In simple terms, good debt allows an organization to leverage capital they wouldn’t otherwise be able to access so that they can increase the returns. Good debt is one that will enable your business to move to the next level - it could be for the purchase of a big piece of kit, getting delivery vehicles or even to help with advertising and marketing. As long as you’ve got an income from the credit (bigger than the cost) that’s usually going to be a great debt. For example a skin wound and scar management clinic’s proprietor took out a tiny business loan to acquire a brand new salon, refurbish the premises , and also hire a business coach which was considered to be a great credit. The building was old and dismal. I wanted to clean them up and make a beautiful space where visitors wanted to be in, where it’s warm, cosy and inviting. Good debt can also be employed to improve a company’s working capital as well as smooth the cash flow challenges during challenging or slow periods, such as the summer holiday season for companies that provide services. For the majority of people, Christmas is one of the most wonderful seasons in the calendar. As everyone else is enjoying themselves this can be the worst time for business of the year. When people pay you on time, sales might drop and suppliers want to be paid.

What is a bad credit?

Bad debt however, is generally something that costs you more than what you can get from it. This means that it’s unlikely boost sales, it’s not going to improve your bottom line, or it’s not likely to increase your overall productivity or value of your business. For instance, in certain circumstances, purchasing a company vehicle that is new could be considered a bad debt. If you’re borrowing money for this vehicle will enable you to perform more work for greater numbers of people in more locations or it’s a car that you require in order to deliver the product you’ve developed, that’s an investment in value. However, if it’s just the kind of vehicle you buy just to get a flash new company car, and it’s not really contributing any tangible value to your company, it’s a bad debt.

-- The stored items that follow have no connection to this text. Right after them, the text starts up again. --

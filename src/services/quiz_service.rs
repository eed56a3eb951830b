use std::sync::Arc;
use std::time::Duration;

use crate::error::{Error, Result};
use crate::models::question::{QuestionKind, QuestionRecord};
use crate::services::ai_service::TextGenerator;
use crate::utils::chunk::chunk_text;
use crate::utils::normalize::{choice_label_index, normalize_answer};

pub const DEFAULT_QUESTION_COUNT: usize = 5;
pub const DEFAULT_CHUNK_SIZE: usize = 3000;

const ANSWER_PREFIXES: [&str; 2] = ["correct answer:", "answer:"];
const EXPLANATION_PREFIX: &str = "explanation:";
const OPTION_HEADERS: [&str; 2] = ["options:", "choices:"];
const BULLETS: &[char] = &['-', '–', '•', '+'];

#[derive(Debug, Clone)]
pub struct QuizSettings {
    pub default_count: usize,
    pub max_count: usize,
    pub chunk_size: usize,
    pub generation_timeout: Option<Duration>,
}

impl Default for QuizSettings {
    fn default() -> Self {
        Self {
            default_count: DEFAULT_QUESTION_COUNT,
            max_count: 20,
            chunk_size: DEFAULT_CHUNK_SIZE,
            generation_timeout: Some(Duration::from_secs(120)),
        }
    }
}

#[derive(Clone)]
pub struct QuizService {
    generator: Arc<dyn TextGenerator>,
    settings: QuizSettings,
}

impl QuizService {
    pub fn new(generator: Arc<dyn TextGenerator>, settings: QuizSettings) -> Self {
        Self {
            generator,
            settings,
        }
    }

    pub fn settings(&self) -> &QuizSettings {
        &self.settings
    }

    /// Resolves optional request parameters against the configured defaults,
    /// clamping the count to the configured maximum.
    pub fn resolve_params(&self, target_count: Option<usize>, chunk_size: Option<usize>) -> (usize, usize) {
        let count = target_count
            .unwrap_or(self.settings.default_count)
            .min(self.settings.max_count);
        (count, chunk_size.unwrap_or(self.settings.chunk_size))
    }

    /// Builds a quiz of at most `target_count` questions from `transcript`.
    ///
    /// Each word-bounded chunk is sent to the generator in its own task; replies
    /// are parsed in chunk order. Any failed or timed-out call fails the whole
    /// quiz with `GenerationFailed`. Successful calls that yield no usable
    /// question give `EmptyQuiz`.
    pub async fn generate_quiz(
        &self,
        transcript: &str,
        target_count: usize,
        chunk_size: usize,
    ) -> Result<Vec<QuestionRecord>> {
        if transcript.trim().is_empty() {
            return Err(Error::BadRequest("Transcript must not be empty".to_string()));
        }
        if target_count == 0 {
            return Err(Error::BadRequest("Question count must be positive".to_string()));
        }
        if chunk_size == 0 {
            return Err(Error::BadRequest("Chunk size must be positive".to_string()));
        }

        let chunks: Vec<&str> = chunk_text(transcript, chunk_size)
            .into_iter()
            .filter(|c| !c.trim().is_empty())
            .collect();
        tracing::info!(
            chars = transcript.chars().count(),
            chunks = chunks.len(),
            target_count,
            "Generating quiz"
        );

        let handles: Vec<_> = chunks
            .iter()
            .map(|chunk| {
                let generator = Arc::clone(&self.generator);
                let prompt = build_prompt(chunk, target_count);
                let timeout = self.settings.generation_timeout;
                tokio::spawn(async move { request_completion(generator.as_ref(), &prompt, timeout).await })
            })
            .collect();

        let mut replies = Vec::with_capacity(handles.len());
        let mut pending = handles.into_iter();
        while let Some(handle) = pending.next() {
            let outcome = handle
                .await
                .map_err(|e| Error::GenerationFailed(format!("generation task aborted: {}", e)))
                .and_then(|reply| reply);
            match outcome {
                Ok(reply) => replies.push(reply),
                Err(e) => {
                    for rest in pending.by_ref() {
                        rest.abort();
                    }
                    tracing::warn!(error = %e, "Quiz generation failed");
                    return Err(e);
                }
            }
        }

        let mut questions: Vec<QuestionRecord> = replies.iter().flat_map(|r| parse_reply(r)).collect();
        if questions.is_empty() {
            tracing::warn!("Generator replies contained no parseable question");
            return Err(Error::EmptyQuiz);
        }

        questions.truncate(target_count);
        for (idx, q) in questions.iter_mut().enumerate() {
            q.id = (idx as u32) + 1;
        }

        if questions.len() < target_count {
            tracing::warn!(
                produced = questions.len(),
                target_count,
                "Quiz is shorter than requested"
            );
        }
        Ok(questions)
    }
}

async fn request_completion(
    generator: &dyn TextGenerator,
    prompt: &str,
    timeout: Option<Duration>,
) -> Result<String> {
    let call = generator.complete(prompt);
    let reply = match timeout {
        Some(limit) => tokio::time::timeout(limit, call).await.map_err(|_| {
            Error::GenerationFailed(format!("timed out after {:?}", limit))
        })?,
        None => call.await,
    };
    reply.map_err(|e| Error::GenerationFailed(format!("{:#}", e)))
}

pub fn build_prompt(transcript: &str, count: usize) -> String {
    let true_false = count * 2 / 5;
    let multiple_choice = count - true_false;
    format!(
        r#"Based on the following transcript, create {multiple_choice} multiple-choice questions and {true_false} true/false questions.
Each correct answer must be accurate, logically consistent, and clearly derived from the transcript.
Every multiple-choice question must have exactly 4 options. Every true/false question must have exactly the two options True and False.

Write every question in exactly this format and separate questions with one blank line:
Question: <question text>
A) <option>
B) <option>
C) <option>
D) <option>
Answer: <letter>) <option text>
Explanation: <one sentence>

Example of a valid multiple-choice question:
Question: What is the capital of France?
A) Paris
B) London
C) Berlin
D) Madrid
Answer: A) Paris
Explanation: Paris is the capital of France.

Example of a valid true/false question:
Question: Paris is the capital of France.
A) True
B) False
Answer: A) True
Explanation: Paris is the capital of France.

Transcript:
{transcript}
"#
    )
}

/// Parses a model reply into question records.
///
/// Grammar, per blank-line separated block:
///   - first line: the prompt (`Question:`/`Question 2:`/`2.` labels removed)
///   - `Answer:` or `Correct Answer:` line: the correct option, by text or letter
///   - `Explanation:` line: optional explanation
///   - any other line: an option (bullets and asterisks removed)
///
/// Blocks with anything other than 2 or 4 options, or whose answer does not
/// resolve to one of their options, are dropped.
pub fn parse_reply(reply: &str) -> Vec<QuestionRecord> {
    split_blocks(reply)
        .iter()
        .filter_map(|block| {
            let parsed = parse_block(block);
            if parsed.is_none() {
                tracing::debug!(first_line = %block[0], "Dropping malformed question block");
            }
            parsed
        })
        .collect()
}

fn split_blocks(reply: &str) -> Vec<Vec<&str>> {
    let mut blocks = Vec::new();
    let mut current = Vec::new();
    for line in reply.lines().map(str::trim) {
        if line.is_empty() {
            if !current.is_empty() {
                blocks.push(std::mem::take(&mut current));
            }
        } else {
            current.push(line);
        }
    }
    if !current.is_empty() {
        blocks.push(current);
    }
    blocks
}

enum BlockLine {
    Answer(String),
    Explanation(String),
    Option(String),
    Skip,
}

fn classify(line: &str) -> BlockLine {
    let text = clean_line(line);
    let bare = text.trim_start_matches(&['_', '`'][..]);

    for prefix in ANSWER_PREFIXES {
        if let Some(value) = strip_prefix_ignore_case(bare, prefix) {
            return BlockLine::Answer(value.trim().to_string());
        }
    }
    if let Some(value) = strip_prefix_ignore_case(bare, EXPLANATION_PREFIX) {
        return BlockLine::Explanation(value.trim().to_string());
    }
    if text.is_empty() || OPTION_HEADERS.iter().any(|h| text.eq_ignore_ascii_case(h)) {
        return BlockLine::Skip;
    }
    BlockLine::Option(text)
}

fn parse_block(lines: &[&str]) -> Option<QuestionRecord> {
    let (first, rest) = lines.split_first()?;
    if !matches!(classify(first), BlockLine::Option(_)) {
        return None;
    }
    let prompt = clean_prompt(first);
    if prompt.is_empty() {
        return None;
    }

    let mut options = Vec::new();
    let mut answer = None;
    let mut explanation = None;
    for line in rest {
        match classify(line) {
            BlockLine::Answer(value) => answer = Some(value),
            BlockLine::Explanation(value) => explanation = Some(value),
            BlockLine::Option(value) => options.push(value),
            BlockLine::Skip => {}
        }
    }

    let kind = QuestionKind::from_option_count(options.len())?;
    let normalized: Vec<String> = options.iter().map(|o| normalize_answer(o)).collect();
    if normalized.iter().any(|o| o.is_empty())
        || normalized.iter().enumerate().any(|(i, o)| normalized[..i].contains(o))
    {
        return None;
    }

    let correct = resolve_answer(&answer?, &normalized)?;
    let explanation = explanation.filter(|e| !e.is_empty());

    match kind {
        QuestionKind::MultipleChoice => Some(QuestionRecord {
            id: 0,
            prompt,
            kind,
            correct_answer: options[correct].clone(),
            options,
            explanation,
        }),
        QuestionKind::TrueFalse => {
            let first = truth_value(&normalized[0])?;
            let second = truth_value(&normalized[1])?;
            if first == second {
                return None;
            }
            let value = if correct == 0 { first } else { second };
            Some(QuestionRecord::true_false(prompt, value, explanation))
        }
    }
}

fn resolve_answer(answer: &str, normalized_options: &[String]) -> Option<usize> {
    let wanted = normalize_answer(answer);
    let by_text = if wanted.is_empty() {
        None
    } else {
        normalized_options.iter().position(|o| *o == wanted)
    };
    by_text.or_else(|| choice_label_index(answer).filter(|&i| i < normalized_options.len()))
}

fn truth_value(normalized: &str) -> Option<bool> {
    match normalized {
        "true" => Some(true),
        "false" => Some(false),
        _ => None,
    }
}

fn clean_line(line: &str) -> String {
    line.replace('*', "")
        .trim()
        .trim_start_matches(BULLETS)
        .trim()
        .to_string()
}

fn clean_prompt(line: &str) -> String {
    let text = clean_line(line);
    strip_list_number(strip_question_label(&text))
        .trim()
        .to_string()
}

fn strip_question_label(text: &str) -> &str {
    let Some(rest) = strip_prefix_ignore_case(text, "question") else {
        return text;
    };
    let rest = rest.trim_start_matches(|c: char| c.is_ascii_digit() || c == ' ' || c == '#');
    match rest.strip_prefix(&[':', '.', ')'][..]) {
        Some(body) => body.trim_start(),
        None => text,
    }
}

fn strip_list_number(text: &str) -> &str {
    let body = text.trim_start_matches(|c: char| c.is_ascii_digit());
    if body.len() == text.len() {
        return text;
    }
    match body.strip_prefix(&['.', ')'][..]) {
        Some(rest) if rest.starts_with(char::is_whitespace) => rest.trim_start(),
        _ => text,
    }
}

fn strip_prefix_ignore_case<'a>(text: &'a str, prefix: &str) -> Option<&'a str> {
    let head = text.get(..prefix.len())?;
    if head.eq_ignore_ascii_case(prefix) {
        Some(&text[prefix.len()..])
    } else {
        None
    }
}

How to determine the difference between good and bad debt

In order to determine what business financing you’re looking at is a good debt or a bad debt, it’s crucial to calculate the numbers. It is recommended to ask yourself the following questions:

  • How much can I make using the money I’ve borrowed? What’s the best way to make money?
  • What amount of interest and charges will I have to pay to settle the loan?
  • Will I be in a good financial position in the future?
  • How long will it take me to achieve that positive position?
  • Can the funds be put to use elsewhere to get a higher return within a shorter amount of time?
  • Are I spending more than my budget?

Consider the potential benefits that funding can provide, and whether these opportunities will bring the net benefits for your company. If you are investing, you must be aware of the returns you’re earning on your investment. Perhaps a revamp of your website or your store will bring in more customers, or a new piece of equipment could provide you a whole new service line and income stream. The most important thing is to budget the return, the repayment plan and the capacity of your business. If you’re not sure whether the finance you take on will end up being a positive or bad debt for your company, talk to your accountant.